START Records supplied
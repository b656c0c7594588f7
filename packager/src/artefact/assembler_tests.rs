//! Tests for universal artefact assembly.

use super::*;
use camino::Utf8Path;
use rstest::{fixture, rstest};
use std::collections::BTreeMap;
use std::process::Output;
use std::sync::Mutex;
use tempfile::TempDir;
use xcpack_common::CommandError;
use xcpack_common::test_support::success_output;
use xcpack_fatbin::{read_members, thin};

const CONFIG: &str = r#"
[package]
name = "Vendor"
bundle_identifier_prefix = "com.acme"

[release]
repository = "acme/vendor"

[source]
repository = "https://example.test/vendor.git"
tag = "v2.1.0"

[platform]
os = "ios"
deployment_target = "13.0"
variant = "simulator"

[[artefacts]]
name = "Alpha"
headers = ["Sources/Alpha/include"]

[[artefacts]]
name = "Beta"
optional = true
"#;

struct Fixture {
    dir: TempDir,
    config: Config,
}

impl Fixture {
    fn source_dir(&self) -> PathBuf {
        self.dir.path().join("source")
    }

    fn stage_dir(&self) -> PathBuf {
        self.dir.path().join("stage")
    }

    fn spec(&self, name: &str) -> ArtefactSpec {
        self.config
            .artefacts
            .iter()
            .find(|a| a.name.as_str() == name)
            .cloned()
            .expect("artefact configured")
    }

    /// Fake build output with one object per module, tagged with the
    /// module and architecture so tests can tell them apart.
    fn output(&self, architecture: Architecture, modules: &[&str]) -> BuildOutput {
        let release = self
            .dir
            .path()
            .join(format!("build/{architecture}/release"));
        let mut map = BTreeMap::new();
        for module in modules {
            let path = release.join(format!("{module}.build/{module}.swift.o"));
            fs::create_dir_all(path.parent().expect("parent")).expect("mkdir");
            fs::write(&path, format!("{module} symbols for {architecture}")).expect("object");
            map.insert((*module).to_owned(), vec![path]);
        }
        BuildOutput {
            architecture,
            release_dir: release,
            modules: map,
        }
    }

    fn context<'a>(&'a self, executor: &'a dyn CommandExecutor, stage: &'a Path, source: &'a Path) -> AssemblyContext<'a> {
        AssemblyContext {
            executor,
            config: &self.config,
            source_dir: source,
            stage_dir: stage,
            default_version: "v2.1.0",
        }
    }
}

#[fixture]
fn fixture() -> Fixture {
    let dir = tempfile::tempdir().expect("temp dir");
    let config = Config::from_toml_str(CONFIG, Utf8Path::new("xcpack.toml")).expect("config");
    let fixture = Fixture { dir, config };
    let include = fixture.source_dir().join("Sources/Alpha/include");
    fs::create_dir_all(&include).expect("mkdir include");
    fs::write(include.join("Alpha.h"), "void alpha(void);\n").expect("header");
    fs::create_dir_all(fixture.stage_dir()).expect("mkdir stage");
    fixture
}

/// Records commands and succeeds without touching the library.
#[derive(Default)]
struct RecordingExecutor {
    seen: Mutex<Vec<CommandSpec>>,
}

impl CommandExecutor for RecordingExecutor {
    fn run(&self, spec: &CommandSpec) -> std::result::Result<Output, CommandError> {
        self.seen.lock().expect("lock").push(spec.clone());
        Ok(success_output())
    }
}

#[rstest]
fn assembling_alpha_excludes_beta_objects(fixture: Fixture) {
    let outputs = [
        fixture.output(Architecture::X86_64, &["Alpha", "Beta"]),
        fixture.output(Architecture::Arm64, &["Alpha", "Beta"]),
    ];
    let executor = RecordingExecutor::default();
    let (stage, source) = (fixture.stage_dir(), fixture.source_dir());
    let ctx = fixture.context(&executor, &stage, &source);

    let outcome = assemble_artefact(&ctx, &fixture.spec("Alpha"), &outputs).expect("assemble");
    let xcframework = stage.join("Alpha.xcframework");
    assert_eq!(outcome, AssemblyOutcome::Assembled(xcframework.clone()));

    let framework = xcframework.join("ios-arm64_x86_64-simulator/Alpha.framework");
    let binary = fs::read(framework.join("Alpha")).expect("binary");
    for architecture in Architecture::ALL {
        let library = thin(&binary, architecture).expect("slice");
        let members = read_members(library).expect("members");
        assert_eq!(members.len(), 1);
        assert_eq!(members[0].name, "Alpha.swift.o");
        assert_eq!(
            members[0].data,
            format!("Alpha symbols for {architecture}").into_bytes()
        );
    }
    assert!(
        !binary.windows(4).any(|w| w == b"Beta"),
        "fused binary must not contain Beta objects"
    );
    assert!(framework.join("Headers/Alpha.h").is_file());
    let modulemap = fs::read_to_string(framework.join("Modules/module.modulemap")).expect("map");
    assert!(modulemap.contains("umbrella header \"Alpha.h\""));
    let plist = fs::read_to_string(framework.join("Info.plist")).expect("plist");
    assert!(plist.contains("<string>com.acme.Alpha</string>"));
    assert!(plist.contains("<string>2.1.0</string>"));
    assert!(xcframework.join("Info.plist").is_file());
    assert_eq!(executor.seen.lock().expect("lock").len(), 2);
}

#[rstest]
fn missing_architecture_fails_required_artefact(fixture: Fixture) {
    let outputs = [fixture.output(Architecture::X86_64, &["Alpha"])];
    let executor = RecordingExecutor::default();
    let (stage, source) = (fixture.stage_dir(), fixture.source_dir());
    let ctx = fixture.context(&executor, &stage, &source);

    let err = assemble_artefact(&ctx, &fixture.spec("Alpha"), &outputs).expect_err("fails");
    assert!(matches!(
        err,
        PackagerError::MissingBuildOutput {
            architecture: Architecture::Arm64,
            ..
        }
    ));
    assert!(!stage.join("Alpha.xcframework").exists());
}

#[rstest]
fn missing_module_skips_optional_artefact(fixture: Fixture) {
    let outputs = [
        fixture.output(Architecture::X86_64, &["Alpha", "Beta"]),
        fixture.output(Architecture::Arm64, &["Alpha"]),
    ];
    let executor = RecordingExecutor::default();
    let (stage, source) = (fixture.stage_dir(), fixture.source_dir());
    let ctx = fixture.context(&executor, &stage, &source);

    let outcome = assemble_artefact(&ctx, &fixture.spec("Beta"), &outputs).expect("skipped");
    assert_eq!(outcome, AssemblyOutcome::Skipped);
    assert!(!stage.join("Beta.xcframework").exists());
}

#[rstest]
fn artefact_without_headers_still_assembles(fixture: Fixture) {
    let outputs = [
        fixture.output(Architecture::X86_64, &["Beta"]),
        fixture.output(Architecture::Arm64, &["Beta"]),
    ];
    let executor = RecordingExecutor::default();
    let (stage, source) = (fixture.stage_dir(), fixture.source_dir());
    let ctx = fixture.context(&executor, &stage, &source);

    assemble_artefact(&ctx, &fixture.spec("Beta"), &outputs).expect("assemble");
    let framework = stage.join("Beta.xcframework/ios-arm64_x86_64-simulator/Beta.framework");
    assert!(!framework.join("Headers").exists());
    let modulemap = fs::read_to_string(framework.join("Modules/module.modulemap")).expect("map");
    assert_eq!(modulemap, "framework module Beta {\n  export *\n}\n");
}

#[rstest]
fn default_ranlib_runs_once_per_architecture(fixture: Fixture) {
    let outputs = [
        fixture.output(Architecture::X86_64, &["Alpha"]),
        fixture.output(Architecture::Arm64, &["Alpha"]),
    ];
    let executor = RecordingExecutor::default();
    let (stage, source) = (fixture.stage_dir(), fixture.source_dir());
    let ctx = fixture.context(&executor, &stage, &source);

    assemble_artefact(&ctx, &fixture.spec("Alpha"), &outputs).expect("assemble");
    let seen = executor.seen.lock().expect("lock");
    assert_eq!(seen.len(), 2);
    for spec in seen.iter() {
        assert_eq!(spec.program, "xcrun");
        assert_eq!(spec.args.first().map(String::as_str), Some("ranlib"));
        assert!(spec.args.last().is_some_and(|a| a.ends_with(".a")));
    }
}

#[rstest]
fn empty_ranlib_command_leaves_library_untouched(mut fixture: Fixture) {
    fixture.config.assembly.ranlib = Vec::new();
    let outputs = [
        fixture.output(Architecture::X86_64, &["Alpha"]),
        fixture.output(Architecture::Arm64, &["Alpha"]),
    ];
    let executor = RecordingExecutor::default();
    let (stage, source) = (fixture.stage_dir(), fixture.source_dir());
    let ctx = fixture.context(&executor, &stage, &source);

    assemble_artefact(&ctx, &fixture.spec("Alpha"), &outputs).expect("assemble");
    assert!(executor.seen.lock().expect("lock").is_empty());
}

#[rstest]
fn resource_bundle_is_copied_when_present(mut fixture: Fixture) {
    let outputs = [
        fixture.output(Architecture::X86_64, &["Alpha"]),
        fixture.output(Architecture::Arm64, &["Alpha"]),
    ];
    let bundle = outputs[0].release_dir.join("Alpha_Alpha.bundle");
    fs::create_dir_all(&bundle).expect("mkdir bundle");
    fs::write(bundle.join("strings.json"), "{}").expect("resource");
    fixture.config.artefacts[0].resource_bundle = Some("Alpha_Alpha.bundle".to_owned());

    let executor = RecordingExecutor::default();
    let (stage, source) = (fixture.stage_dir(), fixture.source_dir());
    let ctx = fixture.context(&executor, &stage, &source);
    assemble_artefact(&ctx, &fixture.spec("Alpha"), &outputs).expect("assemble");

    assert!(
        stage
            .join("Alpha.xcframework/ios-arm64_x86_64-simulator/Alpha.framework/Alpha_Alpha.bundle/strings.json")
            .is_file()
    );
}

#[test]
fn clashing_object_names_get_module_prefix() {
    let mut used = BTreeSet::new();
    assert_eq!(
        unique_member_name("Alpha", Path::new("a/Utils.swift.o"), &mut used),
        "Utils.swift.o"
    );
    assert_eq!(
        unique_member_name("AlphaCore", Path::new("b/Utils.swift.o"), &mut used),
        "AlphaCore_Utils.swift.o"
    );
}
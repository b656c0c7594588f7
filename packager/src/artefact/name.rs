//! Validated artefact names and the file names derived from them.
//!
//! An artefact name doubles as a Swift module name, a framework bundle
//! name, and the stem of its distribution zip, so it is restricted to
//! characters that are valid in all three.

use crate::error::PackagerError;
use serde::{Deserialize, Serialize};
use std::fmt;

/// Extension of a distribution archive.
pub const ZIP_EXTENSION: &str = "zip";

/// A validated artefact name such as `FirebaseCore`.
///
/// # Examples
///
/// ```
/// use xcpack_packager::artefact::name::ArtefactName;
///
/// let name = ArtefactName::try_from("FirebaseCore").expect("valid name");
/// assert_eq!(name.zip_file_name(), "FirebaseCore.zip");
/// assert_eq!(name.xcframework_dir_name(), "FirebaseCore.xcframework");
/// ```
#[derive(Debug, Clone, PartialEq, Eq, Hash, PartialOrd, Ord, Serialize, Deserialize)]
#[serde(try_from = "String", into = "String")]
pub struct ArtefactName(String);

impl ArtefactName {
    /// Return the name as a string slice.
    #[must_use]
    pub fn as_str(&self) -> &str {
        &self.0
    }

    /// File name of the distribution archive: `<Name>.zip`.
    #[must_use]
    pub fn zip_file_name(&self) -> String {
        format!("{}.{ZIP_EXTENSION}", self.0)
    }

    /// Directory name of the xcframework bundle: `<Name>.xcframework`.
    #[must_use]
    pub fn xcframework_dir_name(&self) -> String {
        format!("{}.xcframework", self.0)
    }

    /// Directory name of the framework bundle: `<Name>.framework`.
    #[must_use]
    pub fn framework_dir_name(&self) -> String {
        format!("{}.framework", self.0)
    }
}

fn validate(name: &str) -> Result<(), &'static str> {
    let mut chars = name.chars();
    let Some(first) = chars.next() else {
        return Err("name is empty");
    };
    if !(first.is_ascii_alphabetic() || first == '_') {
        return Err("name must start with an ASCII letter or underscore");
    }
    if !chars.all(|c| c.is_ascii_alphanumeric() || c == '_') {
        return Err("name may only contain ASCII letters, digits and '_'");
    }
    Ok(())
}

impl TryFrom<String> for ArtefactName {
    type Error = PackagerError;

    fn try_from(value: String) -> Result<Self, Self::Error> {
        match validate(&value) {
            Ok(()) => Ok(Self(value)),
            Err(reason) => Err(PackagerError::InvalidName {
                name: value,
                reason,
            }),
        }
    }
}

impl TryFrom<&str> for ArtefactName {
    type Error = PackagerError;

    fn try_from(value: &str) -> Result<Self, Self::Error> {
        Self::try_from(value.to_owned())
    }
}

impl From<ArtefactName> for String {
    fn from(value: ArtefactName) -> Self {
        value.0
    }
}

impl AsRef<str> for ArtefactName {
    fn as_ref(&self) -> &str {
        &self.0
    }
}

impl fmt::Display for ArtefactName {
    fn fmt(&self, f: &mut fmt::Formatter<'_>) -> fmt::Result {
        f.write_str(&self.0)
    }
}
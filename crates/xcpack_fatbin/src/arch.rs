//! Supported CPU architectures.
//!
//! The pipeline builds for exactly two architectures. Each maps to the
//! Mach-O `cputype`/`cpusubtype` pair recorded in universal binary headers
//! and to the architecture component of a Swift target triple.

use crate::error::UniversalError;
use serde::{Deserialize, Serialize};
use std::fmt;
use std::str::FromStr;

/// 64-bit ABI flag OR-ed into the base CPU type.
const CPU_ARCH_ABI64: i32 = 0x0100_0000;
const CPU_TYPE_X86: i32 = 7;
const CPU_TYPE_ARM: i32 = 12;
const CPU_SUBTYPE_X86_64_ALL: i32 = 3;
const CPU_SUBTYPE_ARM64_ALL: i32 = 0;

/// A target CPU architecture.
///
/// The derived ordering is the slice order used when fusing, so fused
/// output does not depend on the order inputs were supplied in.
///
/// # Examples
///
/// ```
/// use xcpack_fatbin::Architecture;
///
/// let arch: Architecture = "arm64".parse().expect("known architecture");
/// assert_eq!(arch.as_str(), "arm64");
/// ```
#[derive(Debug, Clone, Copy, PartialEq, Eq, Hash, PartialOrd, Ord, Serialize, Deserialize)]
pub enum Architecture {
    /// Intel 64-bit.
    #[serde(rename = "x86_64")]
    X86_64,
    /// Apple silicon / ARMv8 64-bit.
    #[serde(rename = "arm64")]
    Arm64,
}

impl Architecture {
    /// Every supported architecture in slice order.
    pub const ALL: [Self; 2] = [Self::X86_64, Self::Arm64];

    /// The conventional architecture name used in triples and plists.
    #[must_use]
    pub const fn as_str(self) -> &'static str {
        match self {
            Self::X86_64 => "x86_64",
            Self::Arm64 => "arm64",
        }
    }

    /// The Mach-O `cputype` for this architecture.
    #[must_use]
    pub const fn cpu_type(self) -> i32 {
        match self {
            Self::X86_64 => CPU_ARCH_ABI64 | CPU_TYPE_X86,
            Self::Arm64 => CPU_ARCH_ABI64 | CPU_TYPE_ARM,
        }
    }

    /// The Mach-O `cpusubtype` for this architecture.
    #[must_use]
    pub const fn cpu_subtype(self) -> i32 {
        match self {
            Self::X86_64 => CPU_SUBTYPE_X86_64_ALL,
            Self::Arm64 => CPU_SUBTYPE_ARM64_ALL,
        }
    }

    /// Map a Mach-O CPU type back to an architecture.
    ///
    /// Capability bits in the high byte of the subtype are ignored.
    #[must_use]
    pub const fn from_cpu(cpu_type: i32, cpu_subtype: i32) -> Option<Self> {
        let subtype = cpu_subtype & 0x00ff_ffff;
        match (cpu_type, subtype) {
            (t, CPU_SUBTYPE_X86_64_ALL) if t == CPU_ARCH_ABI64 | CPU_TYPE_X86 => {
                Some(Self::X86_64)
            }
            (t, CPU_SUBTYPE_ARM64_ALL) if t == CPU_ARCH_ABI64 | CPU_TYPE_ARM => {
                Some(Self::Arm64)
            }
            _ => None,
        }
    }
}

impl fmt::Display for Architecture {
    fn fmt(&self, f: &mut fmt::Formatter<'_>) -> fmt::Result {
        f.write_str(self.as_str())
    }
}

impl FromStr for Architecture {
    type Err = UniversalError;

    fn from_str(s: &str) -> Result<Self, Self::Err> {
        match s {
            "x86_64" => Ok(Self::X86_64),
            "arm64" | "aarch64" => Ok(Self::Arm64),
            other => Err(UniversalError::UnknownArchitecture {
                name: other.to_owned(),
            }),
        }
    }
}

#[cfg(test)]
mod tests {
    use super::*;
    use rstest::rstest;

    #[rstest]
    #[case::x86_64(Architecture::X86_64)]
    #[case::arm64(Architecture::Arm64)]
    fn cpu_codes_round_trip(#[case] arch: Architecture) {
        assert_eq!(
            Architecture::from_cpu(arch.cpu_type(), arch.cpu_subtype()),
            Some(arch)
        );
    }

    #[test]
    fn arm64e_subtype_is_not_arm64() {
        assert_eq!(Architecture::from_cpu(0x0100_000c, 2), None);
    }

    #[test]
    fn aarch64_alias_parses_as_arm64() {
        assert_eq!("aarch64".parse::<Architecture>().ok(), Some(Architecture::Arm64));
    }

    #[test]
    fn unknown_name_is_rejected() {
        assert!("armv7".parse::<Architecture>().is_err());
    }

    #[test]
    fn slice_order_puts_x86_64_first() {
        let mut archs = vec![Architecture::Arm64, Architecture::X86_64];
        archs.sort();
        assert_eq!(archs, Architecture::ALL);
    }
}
END Records supplied
- [Problem details]: Only the lines above that hold "filename" are wanted. Show every one of them.

- [Answer section]:
filename packager/src/artefact/assembler_tests.rs
filename packager/src/artefact/name.rs
filename crates/xcpack_fatbin/src/arch.rs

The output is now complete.